_Task description_.
Copy out each line of the material in which the word "SettingsRepo" can be found.
[Records provided]
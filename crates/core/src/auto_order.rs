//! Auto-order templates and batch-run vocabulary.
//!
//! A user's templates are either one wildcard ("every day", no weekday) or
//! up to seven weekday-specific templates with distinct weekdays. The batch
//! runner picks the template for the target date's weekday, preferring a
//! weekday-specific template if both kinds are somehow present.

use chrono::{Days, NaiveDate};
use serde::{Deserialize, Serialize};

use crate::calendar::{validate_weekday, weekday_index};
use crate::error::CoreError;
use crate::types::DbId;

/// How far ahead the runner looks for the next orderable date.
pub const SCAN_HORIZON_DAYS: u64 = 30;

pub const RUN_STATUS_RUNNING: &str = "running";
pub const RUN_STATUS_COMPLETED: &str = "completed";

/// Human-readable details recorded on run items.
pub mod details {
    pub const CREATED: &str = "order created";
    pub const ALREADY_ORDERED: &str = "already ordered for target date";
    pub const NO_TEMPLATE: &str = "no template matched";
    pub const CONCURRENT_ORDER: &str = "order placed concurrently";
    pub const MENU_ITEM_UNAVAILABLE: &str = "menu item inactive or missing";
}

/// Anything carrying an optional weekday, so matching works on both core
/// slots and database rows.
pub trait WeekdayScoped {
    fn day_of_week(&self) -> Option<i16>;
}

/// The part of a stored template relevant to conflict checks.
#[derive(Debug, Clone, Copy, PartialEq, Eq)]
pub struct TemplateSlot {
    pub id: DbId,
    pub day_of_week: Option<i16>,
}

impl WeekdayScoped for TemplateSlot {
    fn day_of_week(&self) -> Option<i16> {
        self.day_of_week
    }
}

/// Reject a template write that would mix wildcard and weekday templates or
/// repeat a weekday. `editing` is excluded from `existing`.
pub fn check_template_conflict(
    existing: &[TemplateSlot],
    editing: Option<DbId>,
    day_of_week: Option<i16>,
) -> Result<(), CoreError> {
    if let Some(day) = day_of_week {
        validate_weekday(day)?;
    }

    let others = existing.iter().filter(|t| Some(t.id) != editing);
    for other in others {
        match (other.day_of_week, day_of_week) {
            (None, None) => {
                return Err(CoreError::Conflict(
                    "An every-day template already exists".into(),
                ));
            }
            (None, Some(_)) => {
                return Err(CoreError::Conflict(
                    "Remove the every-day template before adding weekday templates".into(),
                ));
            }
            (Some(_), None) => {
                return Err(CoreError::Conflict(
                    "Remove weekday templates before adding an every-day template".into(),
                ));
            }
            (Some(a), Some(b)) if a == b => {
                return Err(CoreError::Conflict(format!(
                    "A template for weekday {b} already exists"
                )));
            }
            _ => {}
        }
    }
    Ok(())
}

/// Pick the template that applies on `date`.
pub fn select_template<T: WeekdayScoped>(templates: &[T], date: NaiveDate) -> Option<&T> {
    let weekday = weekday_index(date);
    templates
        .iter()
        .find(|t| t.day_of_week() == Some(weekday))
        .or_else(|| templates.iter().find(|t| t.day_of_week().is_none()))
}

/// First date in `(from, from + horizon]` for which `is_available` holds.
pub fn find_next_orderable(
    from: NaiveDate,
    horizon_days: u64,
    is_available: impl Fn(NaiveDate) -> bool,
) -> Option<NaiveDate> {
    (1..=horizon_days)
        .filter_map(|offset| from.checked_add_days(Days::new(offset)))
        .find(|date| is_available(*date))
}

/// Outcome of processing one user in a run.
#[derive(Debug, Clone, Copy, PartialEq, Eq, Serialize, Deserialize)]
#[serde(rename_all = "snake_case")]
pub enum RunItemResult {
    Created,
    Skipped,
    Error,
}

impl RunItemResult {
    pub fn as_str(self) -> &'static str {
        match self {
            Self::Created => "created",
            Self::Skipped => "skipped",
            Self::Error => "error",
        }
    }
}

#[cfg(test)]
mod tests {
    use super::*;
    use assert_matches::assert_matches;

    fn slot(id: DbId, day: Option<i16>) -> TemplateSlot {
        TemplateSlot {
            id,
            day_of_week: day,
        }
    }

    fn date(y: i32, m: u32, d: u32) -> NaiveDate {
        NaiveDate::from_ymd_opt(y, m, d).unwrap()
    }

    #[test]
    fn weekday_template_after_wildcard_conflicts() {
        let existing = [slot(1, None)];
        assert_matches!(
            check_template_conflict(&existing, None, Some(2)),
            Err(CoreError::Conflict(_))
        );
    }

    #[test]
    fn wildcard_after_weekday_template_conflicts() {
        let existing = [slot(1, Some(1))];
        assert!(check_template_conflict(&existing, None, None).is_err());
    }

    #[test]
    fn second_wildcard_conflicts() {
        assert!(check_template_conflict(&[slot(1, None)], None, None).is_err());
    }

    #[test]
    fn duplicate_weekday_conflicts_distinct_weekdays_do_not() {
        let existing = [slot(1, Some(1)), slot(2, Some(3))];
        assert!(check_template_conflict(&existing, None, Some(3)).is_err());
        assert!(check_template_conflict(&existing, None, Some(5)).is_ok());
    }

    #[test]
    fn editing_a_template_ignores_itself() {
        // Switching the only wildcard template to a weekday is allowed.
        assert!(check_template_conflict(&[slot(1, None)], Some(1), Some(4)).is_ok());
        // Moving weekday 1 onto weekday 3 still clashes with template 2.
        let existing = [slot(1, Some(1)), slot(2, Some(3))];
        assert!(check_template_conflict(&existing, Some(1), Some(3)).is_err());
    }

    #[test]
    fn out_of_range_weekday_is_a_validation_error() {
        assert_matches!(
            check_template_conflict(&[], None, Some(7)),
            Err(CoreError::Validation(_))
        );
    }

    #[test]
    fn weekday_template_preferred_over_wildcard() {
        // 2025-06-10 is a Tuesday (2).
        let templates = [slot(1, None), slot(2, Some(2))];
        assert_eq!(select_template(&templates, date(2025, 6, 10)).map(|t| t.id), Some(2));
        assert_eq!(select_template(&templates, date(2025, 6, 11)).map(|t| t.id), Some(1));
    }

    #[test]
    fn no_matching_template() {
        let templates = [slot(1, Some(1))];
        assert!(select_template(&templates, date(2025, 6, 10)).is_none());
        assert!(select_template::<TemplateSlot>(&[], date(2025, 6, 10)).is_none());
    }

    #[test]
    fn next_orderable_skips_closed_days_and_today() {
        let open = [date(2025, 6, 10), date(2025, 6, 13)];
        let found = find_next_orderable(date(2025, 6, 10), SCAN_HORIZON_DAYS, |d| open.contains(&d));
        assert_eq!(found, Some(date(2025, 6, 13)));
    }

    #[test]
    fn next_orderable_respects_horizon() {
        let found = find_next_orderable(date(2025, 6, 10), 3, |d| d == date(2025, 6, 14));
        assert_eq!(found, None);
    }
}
[/Records provided]
[Records provided]
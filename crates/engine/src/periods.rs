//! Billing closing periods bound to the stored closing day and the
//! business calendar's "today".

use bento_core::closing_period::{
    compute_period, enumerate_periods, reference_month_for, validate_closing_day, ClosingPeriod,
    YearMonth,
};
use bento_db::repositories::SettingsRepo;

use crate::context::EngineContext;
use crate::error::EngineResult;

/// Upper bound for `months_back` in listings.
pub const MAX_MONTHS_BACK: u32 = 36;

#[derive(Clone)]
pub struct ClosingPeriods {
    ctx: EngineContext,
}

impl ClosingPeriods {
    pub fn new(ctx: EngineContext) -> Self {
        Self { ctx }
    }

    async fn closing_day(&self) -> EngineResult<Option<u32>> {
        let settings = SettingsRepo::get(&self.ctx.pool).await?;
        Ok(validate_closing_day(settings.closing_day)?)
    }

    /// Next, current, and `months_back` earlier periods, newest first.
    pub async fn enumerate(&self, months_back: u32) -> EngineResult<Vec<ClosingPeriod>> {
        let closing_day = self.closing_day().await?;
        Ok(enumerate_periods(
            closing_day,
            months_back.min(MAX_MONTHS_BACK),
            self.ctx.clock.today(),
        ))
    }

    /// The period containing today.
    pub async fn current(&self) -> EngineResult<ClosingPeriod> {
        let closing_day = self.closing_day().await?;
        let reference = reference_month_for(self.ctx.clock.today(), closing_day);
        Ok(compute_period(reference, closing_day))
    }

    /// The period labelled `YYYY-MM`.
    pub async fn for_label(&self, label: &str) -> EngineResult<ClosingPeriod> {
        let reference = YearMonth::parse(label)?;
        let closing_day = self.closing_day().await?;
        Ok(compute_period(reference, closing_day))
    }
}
[/Records provided]
_Output of the exercise_.
use bento_db::repositories::SettingsRepo;
        let settings = SettingsRepo::get(&self.ctx.pool).await?;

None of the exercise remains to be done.